#### EXERCISE BRIEF
Could you retype the entries exactly as they are?

#### DATA SHOWN
++++

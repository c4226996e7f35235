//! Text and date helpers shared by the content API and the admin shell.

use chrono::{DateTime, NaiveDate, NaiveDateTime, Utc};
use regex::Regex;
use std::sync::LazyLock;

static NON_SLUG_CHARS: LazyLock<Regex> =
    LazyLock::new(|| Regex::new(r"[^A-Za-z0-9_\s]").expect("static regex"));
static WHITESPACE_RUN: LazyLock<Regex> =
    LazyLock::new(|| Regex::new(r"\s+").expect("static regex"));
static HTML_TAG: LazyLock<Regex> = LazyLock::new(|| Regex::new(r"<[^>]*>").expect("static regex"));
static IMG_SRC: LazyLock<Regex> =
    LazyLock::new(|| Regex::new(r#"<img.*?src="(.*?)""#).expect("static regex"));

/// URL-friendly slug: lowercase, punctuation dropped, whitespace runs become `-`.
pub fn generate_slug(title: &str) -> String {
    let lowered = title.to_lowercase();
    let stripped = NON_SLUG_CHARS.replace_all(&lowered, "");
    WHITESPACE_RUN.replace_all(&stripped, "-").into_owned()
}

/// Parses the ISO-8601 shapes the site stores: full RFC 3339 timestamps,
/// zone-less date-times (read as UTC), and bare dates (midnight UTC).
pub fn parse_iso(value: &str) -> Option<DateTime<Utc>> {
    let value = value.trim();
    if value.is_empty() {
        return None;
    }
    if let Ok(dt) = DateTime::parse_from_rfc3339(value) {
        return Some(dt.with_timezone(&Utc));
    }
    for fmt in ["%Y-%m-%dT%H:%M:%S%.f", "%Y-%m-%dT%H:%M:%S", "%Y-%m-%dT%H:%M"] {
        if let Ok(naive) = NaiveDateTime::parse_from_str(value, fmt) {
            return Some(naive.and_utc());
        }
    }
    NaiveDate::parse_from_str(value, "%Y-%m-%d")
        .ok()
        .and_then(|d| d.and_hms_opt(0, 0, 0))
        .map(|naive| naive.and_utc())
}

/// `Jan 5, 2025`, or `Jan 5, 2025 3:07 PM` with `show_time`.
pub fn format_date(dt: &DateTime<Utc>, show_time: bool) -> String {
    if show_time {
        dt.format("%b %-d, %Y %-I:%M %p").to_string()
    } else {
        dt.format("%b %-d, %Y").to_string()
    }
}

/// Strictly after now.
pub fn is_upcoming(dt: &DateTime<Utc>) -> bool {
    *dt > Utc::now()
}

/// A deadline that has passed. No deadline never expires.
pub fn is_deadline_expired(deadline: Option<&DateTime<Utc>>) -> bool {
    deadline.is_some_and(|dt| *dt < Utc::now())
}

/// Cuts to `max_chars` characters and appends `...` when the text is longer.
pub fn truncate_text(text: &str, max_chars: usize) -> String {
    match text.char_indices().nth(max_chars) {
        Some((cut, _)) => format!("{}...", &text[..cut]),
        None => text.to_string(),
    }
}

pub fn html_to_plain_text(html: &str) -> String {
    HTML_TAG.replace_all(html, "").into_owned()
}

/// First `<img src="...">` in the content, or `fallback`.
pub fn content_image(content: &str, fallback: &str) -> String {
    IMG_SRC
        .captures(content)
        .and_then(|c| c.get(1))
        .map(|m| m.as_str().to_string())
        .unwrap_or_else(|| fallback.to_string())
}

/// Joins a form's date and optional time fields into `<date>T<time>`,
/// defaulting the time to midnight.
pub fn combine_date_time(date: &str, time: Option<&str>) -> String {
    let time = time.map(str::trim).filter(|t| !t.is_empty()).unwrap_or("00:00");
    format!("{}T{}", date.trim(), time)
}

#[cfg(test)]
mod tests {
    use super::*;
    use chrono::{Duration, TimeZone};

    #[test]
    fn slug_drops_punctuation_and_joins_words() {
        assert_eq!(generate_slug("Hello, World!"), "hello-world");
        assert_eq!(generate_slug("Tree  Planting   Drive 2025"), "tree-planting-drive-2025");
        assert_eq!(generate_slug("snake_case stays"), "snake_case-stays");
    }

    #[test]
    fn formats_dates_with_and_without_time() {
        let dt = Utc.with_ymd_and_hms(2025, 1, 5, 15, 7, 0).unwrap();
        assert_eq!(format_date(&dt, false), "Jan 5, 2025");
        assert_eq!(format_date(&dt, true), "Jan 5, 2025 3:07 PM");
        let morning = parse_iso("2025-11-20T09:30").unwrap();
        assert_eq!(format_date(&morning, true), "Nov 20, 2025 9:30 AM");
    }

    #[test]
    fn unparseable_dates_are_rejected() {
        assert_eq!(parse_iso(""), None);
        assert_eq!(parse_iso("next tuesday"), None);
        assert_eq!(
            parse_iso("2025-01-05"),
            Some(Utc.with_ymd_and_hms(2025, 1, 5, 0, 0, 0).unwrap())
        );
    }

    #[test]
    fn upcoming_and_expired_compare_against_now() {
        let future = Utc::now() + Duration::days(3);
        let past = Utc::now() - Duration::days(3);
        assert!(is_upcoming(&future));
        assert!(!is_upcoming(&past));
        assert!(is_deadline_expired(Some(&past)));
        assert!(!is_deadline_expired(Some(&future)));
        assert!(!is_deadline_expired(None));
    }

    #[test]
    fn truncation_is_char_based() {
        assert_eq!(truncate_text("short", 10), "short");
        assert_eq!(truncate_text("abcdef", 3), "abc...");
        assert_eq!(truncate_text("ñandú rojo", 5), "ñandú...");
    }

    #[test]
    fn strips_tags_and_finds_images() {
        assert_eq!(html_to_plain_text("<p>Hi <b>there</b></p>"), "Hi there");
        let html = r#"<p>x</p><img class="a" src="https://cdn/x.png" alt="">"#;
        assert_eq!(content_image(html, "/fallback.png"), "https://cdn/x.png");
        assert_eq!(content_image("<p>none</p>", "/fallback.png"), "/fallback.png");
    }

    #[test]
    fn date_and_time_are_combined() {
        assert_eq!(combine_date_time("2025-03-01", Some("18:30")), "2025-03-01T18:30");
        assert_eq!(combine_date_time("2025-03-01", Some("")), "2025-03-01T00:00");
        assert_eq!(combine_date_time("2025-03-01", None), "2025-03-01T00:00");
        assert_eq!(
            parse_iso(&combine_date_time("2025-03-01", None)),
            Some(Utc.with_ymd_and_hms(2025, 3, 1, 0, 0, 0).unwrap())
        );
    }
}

++++

#### FINISHED EXERCISE
repository c4226996e7f35235
//! Text and date helpers shared by the content API and the admin shell.

use chrono::{DateTime, NaiveDate, NaiveDateTime, Utc};
use regex::Regex;
use std::sync::LazyLock;

static NON_SLUG_CHARS: LazyLock<Regex> =
    LazyLock::new(|| Regex::new(r"[^A-Za-z0-9_\s]").expect("static regex"));
static WHITESPACE_RUN: LazyLock<Regex> =
    LazyLock::new(|| Regex::new(r"\s+").expect("static regex"));
static HTML_TAG: LazyLock<Regex> = LazyLock::new(|| Regex::new(r"<[^>]*>").expect("static regex"));
static IMG_SRC: LazyLock<Regex> =
    LazyLock::new(|| Regex::new(r#"<img.*?src="(.*?)""#).expect("static regex"));

/// URL-friendly slug: lowercase, punctuation dropped, whitespace runs become `-`.
pub fn generate_slug(title: &str) -> String {
    let lowered = title.to_lowercase();
    let stripped = NON_SLUG_CHARS.replace_all(&lowered, "");
    WHITESPACE_RUN.replace_all(&stripped, "-").into_owned()
}

/// Parses the ISO-8601 shapes the site stores: full RFC 3339 timestamps,
/// zone-less date-times (read as UTC), and bare dates (midnight UTC).
pub fn parse_iso(value: &str) -> Option<DateTime<Utc>> {
    let value = value.trim();
    if value.is_empty() {
        return None;
    }
    if let Ok(dt) = DateTime::parse_from_rfc3339(value) {
        return Some(dt.with_timezone(&Utc));
    }
    for fmt in ["%Y-%m-%dT%H:%M:%S%.f", "%Y-%m-%dT%H:%M:%S", "%Y-%m-%dT%H:%M"] {
        if let Ok(naive) = NaiveDateTime::parse_from_str(value, fmt) {
            return Some(naive.and_utc());
        }
    }
    NaiveDate::parse_from_str(value, "%Y-%m-%d")
        .ok()
        .and_then(|d| d.and_hms_opt(0, 0, 0))
        .map(|naive| naive.and_utc())
}

/// `Jan 5, 2025`, or `Jan 5, 2025 3:07 PM` with `show_time`.
pub fn format_date(dt: &DateTime<Utc>, show_time: bool) -> String {
    if show_time {
        dt.format("%b %-d, %Y %-I:%M %p").to_string()
    } else {
        dt.format("%b %-d, %Y").to_string()
    }
}

/// Strictly after now.
pub fn is_upcoming(dt: &DateTime<Utc>) -> bool {
    *dt > Utc::now()
}

/// A deadline that has passed. No deadline never expires.
pub fn is_deadline_expired(deadline: Option<&DateTime<Utc>>) -> bool {
    deadline.is_some_and(|dt| *dt < Utc::now())
}

/// Cuts to `max_chars` characters and appends `...` when the text is longer.
pub fn truncate_text(text: &str, max_chars: usize) -> String {
    match text.char_indices().nth(max_chars) {
        Some((cut, _)) => format!("{}...", &text[..cut]),
        None => text.to_string(),
    }
}

pub fn html_to_plain_text(html: &str) -> String {
    HTML_TAG.replace_all(html, "").into_owned()
}

/// First `<img src="...">` in the content, or `fallback`.
pub fn content_image(content: &str, fallback: &str) -> String {
    IMG_SRC
        .captures(content)
        .and_then(|c| c.get(1))
        .map(|m| m.as_str().to_string())
        .unwrap_or_else(|| fallback.to_string())
}

/// Joins a form's date and optional time fields into `<date>T<time>`,
/// defaulting the time to midnight.
pub fn combine_date_time(date: &str, time: Option<&str>) -> String {
    let time = time.map(str::trim).filter(|t| !t.is_empty()).unwrap_or("00:00");
    format!("{}T{}", date.trim(), time)
}

#[cfg(test)]
mod tests {
    use super::*;
    use chrono::{Duration, TimeZone};

    #[test]
    fn slug_drops_punctuation_and_joins_words() {
        assert_eq!(generate_slug("Hello, World!"), "hello-world");
        assert_eq!(generate_slug("Tree  Planting   Drive 2025"), "tree-planting-drive-2025");
        assert_eq!(generate_slug("snake_case stays"), "snake_case-stays");
    }

    #[test]
    fn formats_dates_with_and_without_time() {
        let dt = Utc.with_ymd_and_hms(2025, 1, 5, 15, 7, 0).unwrap();
        assert_eq!(format_date(&dt, false), "Jan 5, 2025");
        assert_eq!(format_date(&dt, true), "Jan 5, 2025 3:07 PM");
        let morning = parse_iso("2025-11-20T09:30").unwrap();
        assert_eq!(format_date(&morning, true), "Nov 20, 2025 9:30 AM");
    }

    #[test]
    fn unparseable_dates_are_rejected() {
        assert_eq!(parse_iso(""), None);
        assert_eq!(parse_iso("next tuesday"), None);
        assert_eq!(
            parse_iso("2025-01-05"),
            Some(Utc.with_ymd_and_hms(2025, 1, 5, 0, 0, 0).unwrap())
        );
    }

    #[test]
    fn upcoming_and_expired_compare_against_now() {
        let future = Utc::now() + Duration::days(3);
        let past = Utc::now() - Duration::days(3);
        assert!(is_upcoming(&future));
        assert!(!is_upcoming(&past));
        assert!(is_deadline_expired(Some(&past)));
        assert!(!is_deadline_expired(Some(&future)));
        assert!(!is_deadline_expired(None));
    }

    #[test]
    fn truncation_is_char_based() {
        assert_eq!(truncate_text("short", 10), "short");
        assert_eq!(truncate_text("abcdef", 3), "abc...");
        assert_eq!(truncate_text("ñandú rojo", 5), "ñandú...");
    }

    #[test]
    fn strips_tags_and_finds_images() {
        assert_eq!(html_to_plain_text("<p>Hi <b>there</b></p>"), "Hi there");
        let html = r#"<p>x</p><img class="a" src="https://cdn/x.png" alt="">"#;
        assert_eq!(content_image(html, "/fallback.png"), "https://cdn/x.png");
        assert_eq!(content_image("<p>none</p>", "/fallback.png"), "/fallback.png");
    }

    #[test]
    fn date_and_time_are_combined() {
        assert_eq!(combine_date_time("2025-03-01", Some("18:30")), "2025-03-01T18:30");
        assert_eq!(combine_date_time("2025-03-01", Some("")), "2025-03-01T00:00");
        assert_eq!(combine_date_time("2025-03-01", None), "2025-03-01T00:00");
        assert_eq!(
            parse_iso(&combine_date_time("2025-03-01", None)),
            Some(Utc.with_ymd_and_hms(2025, 3, 1, 0, 0, 0).unwrap())
        );
    }
}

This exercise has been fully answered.